65.      Ansprüche nach Paragraf 4 Nr. 1 der Rahmenvereinbarung beruhen auf einem Diskriminierungsverbot und werden in ihrem Umfang daher konkret durch einen Vergleich zwischen einer benachteiligten und einer privilegierten Gruppe bestimmt. Wie die Klägerin hervorhebt, waren derartige Ansprüche nicht Gegenstand der genannten Rechtsprechung zum Schulsektor.

66.      „Entschädigungsansprüche“ wegen einer Verletzung von Paragraf 5 der Rahmenvereinbarung über befristete Arbeitsverträge ergeben sich dagegen nicht aus einem solchen Vergleich. Auch soll kein Schaden ausgeglichen werden, denn der Umfang des Schadens, der durch einen missbräuchlichen Rückgriff auf befristete Arbeitsverträge verursacht wurde, lässt sich in der Regel nicht bestimmen.(30) Vielmehr handelt es sich um Sanktionsmaßnahmen, die einen missbräuchlichen Rückgriff auf befristete Arbeitsverträge verhindern sollen. Die Auswahl von Sanktionsmaßnahmen liegt aber im Ermessen der Mitgliedstaaten, solange diese Maßnahmen den Missbrauch wirksam bekämpfen.(31)

67.      Daher kann Paragraf 4 Nr. 1 der Rahmenvereinbarung über befristete Arbeitsverträge auch unmittelbar angewendet werden,(32) während das für Paragraf 5 Nr. 1 nicht gilt.(33)

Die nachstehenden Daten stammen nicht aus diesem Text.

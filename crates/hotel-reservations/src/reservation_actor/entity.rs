//! [`ActorEntity`] implementation for [`Reservation`].
//!
//! A reservation depends on the customer and hotel actors, injected as its context. The
//! hooks pair every lifecycle transition with its inventory change:
//!
//! | Transition | Hook | Hotel call |
//! |------------|------|------------|
//! | create | `on_create` (before save) | `reserve_room` |
//! | create, save failed | `on_create_aborted` | `release_room` |
//! | cancel | `after_action` (after save) | `release_room` |
//!
//! Create validates, then reserves, then saves. Cancel saves, then releases: a failure
//! between the two leaves a room unreleased (recoverable by reconciliation) rather than a
//! room handed out twice.

use super::actions::{ReservationAction, ReservationActionResult, ReservationUpdate};
use super::ReservationError;
use crate::clients::{ActorClient, CustomerClient, HotelClient};
use crate::model::{non_empty, Reservation, ReservationCreate};
use async_trait::async_trait;
use store_actor::ActorEntity;
use tracing::{info, warn};

/// The clients a reservation needs.
pub type ReservationContext = (CustomerClient, HotelClient);

fn required(field: &str, value: &str) -> Result<String, ReservationError> {
    non_empty(value).ok_or_else(|| ReservationError::Validation(format!("{field} must not be empty")))
}

#[async_trait]
impl ActorEntity for Reservation {
    type Id = String;
    type Create = ReservationCreate;
    type Update = ReservationUpdate;
    type Action = ReservationAction;
    type ActionResult = ReservationActionResult;
    type Context = ReservationContext;
    type Error = ReservationError;

    const COLLECTION: &'static str = "reservations";

    fn id(&self) -> &String {
        &self.reservation_id
    }

    fn from_create_params(params: ReservationCreate) -> Result<Self, ReservationError> {
        Ok(Self::new(
            required("reservation_id", &params.reservation_id)?,
            required("customer_id", &params.customer_id)?,
            required("hotel_id", &params.hotel_id)?,
        ))
    }

    fn is_consistent(&self) -> bool {
        !self.reservation_id.trim().is_empty()
    }

    /// Checks the customer, then the hotel, then takes a room.
    async fn on_create(&mut self, ctx: &ReservationContext) -> Result<(), ReservationError> {
        let (customers, hotels) = ctx;

        if customers.get(self.customer_id.clone()).await?.is_none() {
            return Err(ReservationError::CustomerNotFound(self.customer_id.clone()));
        }
        if hotels.get(self.hotel_id.clone()).await?.is_none() {
            return Err(ReservationError::HotelNotFound(self.hotel_id.clone()));
        }

        let left = hotels.reserve_room(self.hotel_id.clone()).await?;
        info!(reservation_id = %self.reservation_id, hotel_id = %self.hotel_id, rooms_available = left, "Room reserved");
        Ok(())
    }

    async fn on_create_aborted(&self, ctx: &ReservationContext) {
        let (_, hotels) = ctx;
        match hotels.release_room(self.hotel_id.clone()).await {
            Ok(left) => {
                info!(reservation_id = %self.reservation_id, hotel_id = %self.hotel_id, rooms_available = left, "Room returned after failed create")
            }
            Err(e) => {
                warn!(reservation_id = %self.reservation_id, hotel_id = %self.hotel_id, error = %e, "Room could not be returned after failed create")
            }
        }
    }

    async fn on_update(
        &mut self,
        update: ReservationUpdate,
        _ctx: &ReservationContext,
    ) -> Result<(), ReservationError> {
        match update {}
    }

    async fn on_delete(&self, _ctx: &ReservationContext) -> Result<(), ReservationError> {
        Err(ReservationError::NotDeletable(self.reservation_id.clone()))
    }

    async fn handle_action(
        &mut self,
        action: ReservationAction,
        _ctx: &ReservationContext,
    ) -> Result<ReservationActionResult, ReservationError> {
        match action {
            ReservationAction::Cancel => {
                if !self.active {
                    return Err(ReservationError::AlreadyCanceled(self.reservation_id.clone()));
                }
                self.active = false;
                Ok(ReservationActionResult::Canceled(self.clone()))
            }
        }
    }

    /// Gives the room of a canceled reservation back.
    async fn after_action(
        &self,
        result: &ReservationActionResult,
        ctx: &ReservationContext,
    ) -> Result<(), ReservationError> {
        let (_, hotels) = ctx;
        match result {
            ReservationActionResult::Canceled(_) => {
                let left = hotels
                    .release_room(self.hotel_id.clone())
                    .await
                    .map_err(|source| ReservationError::RoomNotReleased {
                        reservation_id: self.reservation_id.clone(),
                        source,
                    })?;
                info!(reservation_id = %self.reservation_id, hotel_id = %self.hotel_id, rooms_available = left, "Room released");
                Ok(())
            }
        }
    }
}

#[cfg(test)]
mod tests {
    use super::*;

    #[test]
    fn test_create_validates_every_identifier() {
        let create = |r: &str, c: &str, h: &str| {
            Reservation::from_create_params(ReservationCreate {
                reservation_id: r.into(),
                customer_id: c.into(),
                hotel_id: h.into(),
            })
        };

        assert_eq!(
            create(" R1 ", "C1", " H1").unwrap(),
            Reservation::new("R1", "C1", "H1")
        );
        for (r, c, h) in [("", "C1", "H1"), ("R1", " ", "H1"), ("R1", "C1", "")] {
            assert!(matches!(create(r, c, h), Err(ReservationError::Validation(_))));
        }
    }
}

68.      Die in Art. 29 des Decreto legislativo Nr. 116 vorgesehene Kombination aus einer Umwandlung von Beschäftigungsverhältnissen und Entschädigungsansprüchen für den Fall, dass das Verhältnis nicht umgewandelt wird, ist somit möglicherweise eine wirksame und angemessene Maßnahme, um einen missbräuchlichen Rückgriff auf befristete Beschäftigungsverhältnisse ehrenamtlicher Richter und Staatsanwälte im Sinne von Paragraf 5 der Rahmenvereinbarung über befristete Arbeitsverträge zu ahnden. Diese Wirkung der Regelung rechtfertigt es jedoch nicht zwangsläufig, Ansprüche auf der Grundlage von Paragraf 4 Nr. 1 für Tätigkeiten in der Vergangenheit vollständig auszuschließen.

V.      Ergebnis

69.      Ich schlage dem Gerichtshof daher vor, das Vorabentscheidungsersuchen wie folgt zu beantworten:

Paragraf 4 Nr. 1 der am 18. März 1999 geschlossenen Rahmenvereinbarung über befristete Arbeitsverträge im Anhang der Richtlinie 1999/70/EG des Rates vom 28. Juni 1999 zu der EGB-UNICE‑CEEP-Rahmenvereinbarung über befristete Arbeitsverträge ist im Licht des Grundsatzes der Effektivität dahin auszulegen,

–        dass er einer Regelung, die eine ehrenamtliche Staatsanwältin zwingt, auf Ansprüche nach Paragraf 4 Nr. 1 für in der Vergangenheit ausgeübte Tätigkeiten in dieser Funktion zu verzichten, um an einem Bewertungsverfahren teilzunehmen, das es ihr ermöglicht, diese Funktion künftig unbefristet bis zur Vollendung des 70. Lebensjahrs und mit fester Vergütung auszuüben, nicht entgegensteht, wenn die künftigen Beschäftigungsbedingungen zusätzlich zur Gegenleistung für die weitere Tätigkeit einen angemessenen Ausgleich für die Ansprüche bewirken, auf die verzichtet werden musste, und

–        dass er einer solchen Regelung nicht entgegensteht, soweit sie eine angemessene pauschale Entschädigung für Tätigkeiten in der Vergangenheit in dem Fall gewährt, dass das Ergebnis des Bewertungsverfahrens der ehrenamtlichen Staatsanwältin keine weitere Ausübung ihrer Funktion ermöglicht,

wenn diese ehrenamtliche Staatsanwältin unter den Begriff der „befristet beschäftigten Arbeitnehmerin“ fällt.